3. Howse contends that the superior court erred in allowing the investigating officer to be excepted from the rule of sequestration and in failing to require the investigating officer to testify first. Prior to the presentation of evidence, the prosecutor requested that the investigating officer be allowed to remain in the courtroom to assist him during trial.

 Allowing a witness to be excepted from the rule of sequestration lies within the sound discretion of the trial court.  Fowler v. State, 179 Ga.App. 492, 493(2), 347 S.E.2d 322 (1986).   And the trial court does not abuse its discretion where, as here, the State advises the trial court that permitting the investigating officer to sit with the State's attorney during the trial would assist in the prosecution of the case.  Totino v. State, 266 Ga.App. 265, 269(4), 596 S.E.2d 749 (2004).   See also Jarrell v. State, 234 Ga. 410, 420-421(6), 216 S.E.2d 258 (1975).

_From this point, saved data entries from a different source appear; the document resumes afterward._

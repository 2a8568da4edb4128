//! # Heading Numbering
//!
//! Hierarchical section numbering for headings within one chapter.
//!
//! ## Modules
//!
//! - **`section_counter`**: `SectionCounter`, a fixed-depth counter that yields
//!   an anchor (`"2.1.1"`) and a display prefix for each heading
//!
//! ## Key Invariants
//!
//! - Bumping level `L` zeroes every level deeper than `L`
//! - Levels shallower than `L` are never touched
//! - The prefix is empty below the visible depth, but the anchor still advances

pub mod section_counter;

pub use section_counter::{DEFAULT_DEPTH, PREFIX_SEPARATOR, SectionCounter, SectionNumber};
/// Captioned call-out blocks. Every variant shares one handler.
#[derive(Debug, Clone, Copy, PartialEq, Eq)]
pub enum CaptionStyle {
    Note,
    Memo,
    Tip,
    Info,
    Warning,
    Important,
    Caution,
    Notice,
    Box,
}

impl CaptionStyle {
    pub const ALL: [CaptionStyle; 9] = [
        CaptionStyle::Note,
        CaptionStyle::Memo,
        CaptionStyle::Tip,
        CaptionStyle::Info,
        CaptionStyle::Warning,
        CaptionStyle::Important,
        CaptionStyle::Caution,
        CaptionStyle::Notice,
        CaptionStyle::Box,
    ];

    /// Block name as written in markup, e.g. `"note"`.
    pub fn name(self) -> &'static str {
        match self {
            CaptionStyle::Note => "note",
            CaptionStyle::Memo => "memo",
            CaptionStyle::Tip => "tip",
            CaptionStyle::Info => "info",
            CaptionStyle::Warning => "warning",
            CaptionStyle::Important => "important",
            CaptionStyle::Caution => "caution",
            CaptionStyle::Notice => "notice",
            CaptionStyle::Box => "box",
        }
    }

    pub fn from_name(name: &str) -> Option<Self> {
        Self::ALL.into_iter().find(|style| style.name() == name)
    }
}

 Citing Stuart v. State, 123 Ga.App. 311, 180 S.E.2d 581 (1971), Howse contends the trial court erred when it failed to require the investigating officer to testify first.  Stuart is factually inapposite.   In Stuart, we held the trial court erred when it followed its “policy” of allowing the State to call its witnesses in whatever order it desired, rather than exercising its discretion in determining whether to require the witness excepted from the rule of sequestration to testify first.  Id. at 313(1), 180 S.E.2d 581.   In the instant case, the trial court expressly recognized that it was vested with discretion.  “No, I don't think there is a requirement that he testify first.   That's within the discretion of the Court and I'll allow him to sit at counsel table and I will not require him to testify first.”

Moreover, the investigating officer's testimony was primarily directed at the playing of his videotape interview with L.V.R. Howse has neither suggested nor demonstrated any harm arising from the alleged violation of the rule of sequestration.  Ryles v. State, 177 Ga.App. 537, 538, 339 S.E.2d 792 (1986).   The trial court did not err in excepting the investigating officer from the rule of sequestration or in failing to require the officer to testify first.

Judgment affirmed.

FOOTNOTES

1.   The instant case is appealed pursuant to the trial court's grant of an out-of-time appeal following our remand of the case in Howse v. State, 262 Ga.App. 790, 586 S.E.2d 695 (2003).

2.   The indictment alleged in pertinent part that Howse “did ․ commit an immoral and indecent act ․ by touching, rubbing, and fondling the child's vagina and vaginal area ․”

3.   The victim's prior statements to Warren, her mother and to Detective Parham were admissible as substantive evidence of Howse's guilt.  Johnson v. State, 236 Ga.App. 764, 765(1), 513 S.E.2d 291 (1999).

BERNES, Judge.

BLACKBURN, P.J., and MILLER, J., concur.